[Work to be completed] Using the records that follow, copy every line containing the word "GotoTop".

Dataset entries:
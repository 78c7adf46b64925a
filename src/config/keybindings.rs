//! Keybinding configuration for the TUI.

use crossterm::event::{KeyCode, KeyEvent, KeyModifiers};
use serde::Deserialize;

use crate::config::ConfigError;
use crate::tui::event::Action;

/// Key strings bound to each action.
#[derive(Debug, Clone, Deserialize)]
#[serde(default)]
pub struct KeybindingConfig {
    pub exit: Vec<String>,
    pub activate: Vec<String>,
    pub dismiss: Vec<String>,
    pub move_down: Vec<String>,
    pub move_up: Vec<String>,
    pub page_down: Vec<String>,
    pub page_up: Vec<String>,
    pub goto_top: Vec<String>,
    pub goto_bottom: Vec<String>,
    pub refresh: Vec<String>,
    pub open_link: Vec<String>,
}

fn keys(keys: &[&str]) -> Vec<String> {
    keys.iter().map(|k| k.to_string()).collect()
}

impl Default for KeybindingConfig {
    fn default() -> Self {
        Self {
            exit: keys(&["Ctrl+c"]),
            activate: keys(&["Enter", "o"]),
            dismiss: keys(&["Backspace", "q"]),
            move_down: keys(&["Down", "j"]),
            move_up: keys(&["Up", "k"]),
            page_down: keys(&["PageDown", "Ctrl+f", "Space"]),
            page_up: keys(&["PageUp", "Ctrl+b"]),
            goto_top: keys(&["Home", "g"]),
            goto_bottom: keys(&["End", "G"]),
            refresh: keys(&["r"]),
            open_link: keys(&["b"]),
        }
    }
}

impl KeybindingConfig {
    /// Parse every binding into a [`Keymap`].
    ///
    /// Earlier actions win when two actions share a key, so `exit` always
    /// takes precedence.
    pub fn keymap(&self) -> Result<Keymap, ConfigError> {
        let groups = [
            (&self.exit, Action::Exit),
            (&self.activate, Action::Activate),
            (&self.dismiss, Action::Dismiss),
            (&self.move_down, Action::MoveDown),
            (&self.move_up, Action::MoveUp),
            (&self.page_down, Action::PageDown),
            (&self.page_up, Action::PageUp),
            (&self.goto_top, Action::GotoTop),
            (&self.goto_bottom, Action::GotoBottom),
            (&self.refresh, Action::RefreshAll),
            (&self.open_link, Action::OpenLink),
        ];

        let mut bindings = Vec::new();
        for (strings, action) in groups {
            for s in strings {
                let binding = parse_key_string(s).map_err(ConfigError::Keybinding)?;
                bindings.push((binding, action));
            }
        }

        Ok(Keymap { bindings })
    }
}

/// Parsed bindings, looked up on every key press.
#[derive(Debug, Clone)]
pub struct Keymap {
    bindings: Vec<(KeyBinding, Action)>,
}

impl Keymap {
    pub fn get_action(&self, key: &KeyEvent) -> Action {
        self.bindings
            .iter()
            .find(|(binding, _)| binding.matches(key))
            .map(|(_, action)| *action)
            .unwrap_or(Action::None)
    }
}

/// A parsed key binding with code and modifiers.
#[derive(Debug, Clone, PartialEq, Eq)]
pub struct KeyBinding {
    pub code: KeyCode,
    pub modifiers: KeyModifiers,
}

impl KeyBinding {
    /// Check if this binding matches a key event.
    ///
    /// Shift is ignored so that `G` matches however the terminal reports it.
    pub fn matches(&self, key: &KeyEvent) -> bool {
        self.code == key.code
            && (self.modifiers == key.modifiers
                || self.modifiers == (key.modifiers & !KeyModifiers::SHIFT))
    }
}

/// Parse a key string into a KeyBinding.
///
/// Supported formats:
/// - Single characters: "a", "A", "1", "/"
/// - Special keys: "Enter", "Tab", "Backspace", "Delete", "Home", "End",
///   "PageUp", "PageDown", "Up", "Down", "Left", "Right", "Esc", "Space", "F1"-"F12"
/// - With modifiers: "Ctrl+c", "Shift+Tab", "Alt+Enter", "Ctrl+Shift+a"
pub fn parse_key_string(s: &str) -> Result<KeyBinding, String> {
    let s = s.trim();
    // A lone "+" is a key, not a separator.
    let parts: Vec<&str> = if s == "+" { vec![s] } else { s.split('+').collect() };

    let mut modifiers = KeyModifiers::NONE;
    let (key_part, modifier_parts) = match parts.split_last() {
        Some((key, mods)) => (*key, mods),
        None => return Err("Empty key binding".to_string()),
    };

    for part in modifier_parts {
        match part.to_lowercase().as_str() {
            "ctrl" | "control" => modifiers |= KeyModifiers::CONTROL,
            "shift" => modifiers |= KeyModifiers::SHIFT,
            "alt" => modifiers |= KeyModifiers::ALT,
            _ => return Err(format!("Unknown modifier: {}", part)),
        }
    }

    let code = parse_key_code(key_part)?;

    Ok(KeyBinding { code, modifiers })
}

fn parse_key_code(s: &str) -> Result<KeyCode, String> {
    let mut chars = s.chars();
    if let (Some(c), None) = (chars.next(), chars.next()) {
        return Ok(KeyCode::Char(c));
    }

    match s.to_lowercase().as_str() {
        "enter" | "return" => Ok(KeyCode::Enter),
        "tab" => Ok(KeyCode::Tab),
        "backtab" => Ok(KeyCode::BackTab),
        "backspace" | "bs" => Ok(KeyCode::Backspace),
        "delete" | "del" => Ok(KeyCode::Delete),
        "home" => Ok(KeyCode::Home),
        "end" => Ok(KeyCode::End),
        "pageup" | "pgup" => Ok(KeyCode::PageUp),
        "pagedown" | "pgdn" => Ok(KeyCode::PageDown),
        "up" => Ok(KeyCode::Up),
        "down" => Ok(KeyCode::Down),
        "left" => Ok(KeyCode::Left),
        "right" => Ok(KeyCode::Right),
        "esc" | "escape" => Ok(KeyCode::Esc),
        "space" => Ok(KeyCode::Char(' ')),
        f if f.starts_with('f') => match f[1..].parse::<u8>() {
            Ok(n @ 1..=12) => Ok(KeyCode::F(n)),
            _ => Err(format!("Unknown key: {}", s)),
        },
        _ => Err(format!("Unknown key: {}", s)),
    }
}

#[cfg(test)]
mod tests {
    use super::*;

    fn key(code: KeyCode, modifiers: KeyModifiers) -> KeyEvent {
        KeyEvent::new(code, modifiers)
    }

    #[test]
    fn test_parse_single_char() {
        let binding = parse_key_string("j").unwrap();
        assert_eq!(binding.code, KeyCode::Char('j'));
        assert_eq!(binding.modifiers, KeyModifiers::NONE);
    }

    #[test]
    fn test_parse_special_keys() {
        assert_eq!(parse_key_string("Enter").unwrap().code, KeyCode::Enter);
        assert_eq!(parse_key_string("Backspace").unwrap().code, KeyCode::Backspace);
        assert_eq!(parse_key_string("PageDown").unwrap().code, KeyCode::PageDown);
        assert_eq!(parse_key_string("Space").unwrap().code, KeyCode::Char(' '));
        assert_eq!(parse_key_string("F12").unwrap().code, KeyCode::F(12));
        assert_eq!(parse_key_string("+").unwrap().code, KeyCode::Char('+'));
    }

    #[test]
    fn test_parse_modifiers() {
        let binding = parse_key_string("Ctrl+f").unwrap();
        assert_eq!(binding.code, KeyCode::Char('f'));
        assert_eq!(binding.modifiers, KeyModifiers::CONTROL);

        let binding = parse_key_string("Ctrl+Shift+a").unwrap();
        assert_eq!(binding.modifiers, KeyModifiers::CONTROL | KeyModifiers::SHIFT);
    }

    #[test]
    fn test_parse_invalid() {
        assert!(parse_key_string("Hyper+x").is_err());
        assert!(parse_key_string("F13").is_err());
        assert!(parse_key_string("nope").is_err());
        assert!(parse_key_string("").is_err());
    }

    #[test]
    fn test_keybinding_matches() {
        let binding = parse_key_string("Ctrl+c").unwrap();
        assert!(binding.matches(&key(KeyCode::Char('c'), KeyModifiers::CONTROL)));
        assert!(!binding.matches(&key(KeyCode::Char('c'), KeyModifiers::NONE)));
    }

    #[test]
    fn test_default_keymap() {
        let keymap = KeybindingConfig::default().keymap().unwrap();
        let none = KeyModifiers::NONE;

        assert_eq!(keymap.get_action(&key(KeyCode::Enter, none)), Action::Activate);
        assert_eq!(keymap.get_action(&key(KeyCode::Char('o'), none)), Action::Activate);
        assert_eq!(keymap.get_action(&key(KeyCode::Backspace, none)), Action::Dismiss);
        assert_eq!(keymap.get_action(&key(KeyCode::Char('q'), none)), Action::Dismiss);
        assert_eq!(keymap.get_action(&key(KeyCode::Char('j'), none)), Action::MoveDown);
        assert_eq!(keymap.get_action(&key(KeyCode::Up, none)), Action::MoveUp);
        assert_eq!(keymap.get_action(&key(KeyCode::Char(' '), none)), Action::PageDown);
        assert_eq!(
            keymap.get_action(&key(KeyCode::Char('f'), KeyModifiers::CONTROL)),
            Action::PageDown
        );
        assert_eq!(
            keymap.get_action(&key(KeyCode::Char('b'), KeyModifiers::CONTROL)),
            Action::PageUp
        );
        assert_eq!(keymap.get_action(&key(KeyCode::Char('b'), none)), Action::OpenLink);
        assert_eq!(keymap.get_action(&key(KeyCode::Home, none)), Action::GotoTop);
        assert_eq!(
            keymap.get_action(&key(KeyCode::Char('G'), KeyModifiers::SHIFT)),
            Action::GotoBottom
        );
        assert_eq!(keymap.get_action(&key(KeyCode::Char('g'), none)), Action::GotoTop);
        assert_eq!(keymap.get_action(&key(KeyCode::Char('r'), none)), Action::RefreshAll);
        assert_eq!(
            keymap.get_action(&key(KeyCode::Char('c'), KeyModifiers::CONTROL)),
            Action::Exit
        );
        assert_eq!(keymap.get_action(&key(KeyCode::Char('z'), none)), Action::None);
    }

    #[test]
    fn test_invalid_binding_is_config_error() {
        let config = KeybindingConfig {
            refresh: vec!["Meta+r".into()],
            ..KeybindingConfig::default()
        };
        assert!(matches!(config.keymap(), Err(ConfigError::Keybinding(_))));
    }
}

[Task output]
            (&self.goto_top, Action::GotoTop),
        assert_eq!(keymap.get_action(&key(KeyCode::Home, none)), Action::GotoTop);
        assert_eq!(keymap.get_action(&key(KeyCode::Char('g'), none)), Action::GotoTop);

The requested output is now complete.